Dear Dr. Murage,
I had my implant contraceptive device removed over a year ago in order to conceive. Unfortunately I haven’t become pregnant yet. Should I be worried? Constance
Many couples get concerned if conception doesn’t happen within a few months of trying. If you are young, below the age of 35 and in good health, you can always wait till a full year elapses prior to seeking help. If older, or have other issues like irregular periods, you should usually seek help within six months of delay in conception.
You are right to be getting concerned as a year has already elapsed and you haven’t conceived. Reversible contraceptives, which include implants, do not usually interfere with future fertility potential. You can rest assured that your reproductive system has not been messed up by the implant. Permanent methods of contraception are the only ones that will negate future conception, unless they fail or there has been a successful reversal.

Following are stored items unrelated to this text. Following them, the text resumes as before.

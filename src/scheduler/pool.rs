//! Least-loaded housekeeper selection.
//!
//! A min-heap keyed by `(makespan, position)`. A housekeeper is popped,
//! its route is extended on the [`ScheduleBuilder`], and it is pushed back
//! with its new makespan. Entries are never changed while inside the heap.

use std::cmp::Reverse;
use std::collections::BinaryHeap;

use tracing::trace;

use crate::error::SolveError;
use crate::models::{Room, ScheduleBuilder, Tick};
use crate::validation::{ValidationError, ValidationErrorKind};

/// Housekeepers ordered by ascending makespan, ties by input position.
#[derive(Debug, Clone)]
pub(crate) struct HousekeeperPool {
    heap: BinaryHeap<Reverse<(Tick, usize)>>,
}

impl HousekeeperPool {
    /// Pool over the builder's housekeepers at their current makespans.
    pub(crate) fn from_builder(builder: &ScheduleBuilder) -> Self {
        let heap = (0..builder.housekeeper_count())
            .map(|i| Reverse((builder.makespan(i).unwrap_or(0), i)))
            .collect();
        Self { heap }
    }

    /// Makespan of the least-loaded housekeeper.
    pub(crate) fn least_makespan(&self) -> Option<Tick> {
        self.heap.peek().map(|Reverse((m, _))| *m)
    }

    /// Gives a room to the least-loaded housekeeper.
    ///
    /// Returns the room's completion time. On failure the housekeeper
    /// goes back into the pool at its old makespan.
    pub(crate) fn clean(
        &mut self,
        builder: &mut ScheduleBuilder,
        room: &Room,
        duration: Tick,
    ) -> Result<Tick, SolveError> {
        let Reverse((makespan, hk)) = self.heap.pop().ok_or_else(|| {
            SolveError::invalid(ValidationError::new(
                ValidationErrorKind::NoHousekeepers,
                format!("No housekeeper available for room {}", room.num),
            ))
        })?;
        let completion = match builder.append(hk, room, duration) {
            Ok(completion) => completion,
            Err(err) => {
                self.heap.push(Reverse((makespan, hk)));
                return Err(err);
            }
        };
        self.heap.push(Reverse((completion, hk)));
        trace!(room = room.num, housekeeper = hk, completion, "room cleaned");
        Ok(completion)
    }

    #[cfg(test)]
    fn len(&self) -> usize {
        self.heap.len()
    }
}
//! Room model.
//!
//! A room becomes dirty when its occupant checks out (`release`) and can
//! only be handed to the next guest after a housekeeper has cleaned it.
//! Room types form a total upgrade order: a room of type `t` may host any
//! guest who asked for a type `<= t`.

use serde::{Deserialize, Serialize};

use super::{RoomNum, RoomType, Tick};

/// A hotel room to be cleaned and occupied.
#[derive(Debug, Clone, PartialEq, Eq, Hash, Serialize, Deserialize)]
pub struct Room {
    /// Unique room number.
    pub num: RoomNum,
    /// Room category (higher = better, substitutes for any lower type).
    pub room_type: RoomType,
    /// Checkout time: earliest tick at which cleaning may start.
    pub release: Tick,
}

impl Room {
    /// Creates a new room.
    pub fn new(num: RoomNum, room_type: RoomType, release: Tick) -> Self {
        Self {
            num,
            room_type,
            release,
        }
    }

    /// Whether this room may host a guest who requested `requested`.
    #[inline]
    pub fn satisfies(&self, requested: RoomType) -> bool {
        self.room_type >= requested
    }
}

You may wish to have a review with your doctor together with your partner. A basic assessment for both of you will direct efforts towards the most likely reason there has been a delay in conception. Depending on what comes up, you may just need reassurance and possibly a further wait say for six months or so. It’s also likely that some tests may need to be done to exclude some possible causes for the delay.
Initial evaluation will include sperm analysis, a confirmatory test for ovulation, and a check for the function of your fallopian tubes. If any tests come out positive, then what gets done will depend on the specific results. Potential fertility interventions will range from simple things like just taking ovulation tablets, to more complex treatment options.
The guiding principle is to settle for the most appropriate treatment option that will be successful within the shortest time. Majority of young and healthy couples who experience a delay in conception after stopping contraception have nothing to worry about. You can be confident that your fertility potential remains good. Live a lifestyle that optimizes reproductive capacity. You and your partner should not smoke or drink excessively.
Ensure you both have healthy weights by watching what you eat, and doing some physical activities. Both of you must be cognisant of your sexual health; sexually transmitted infections are responsible for many cases of infertility. You should also already be taking pre-conception supplements containing folic acid. It should just be a matter of time before you miss a period, and confirm a positive pregnancy test.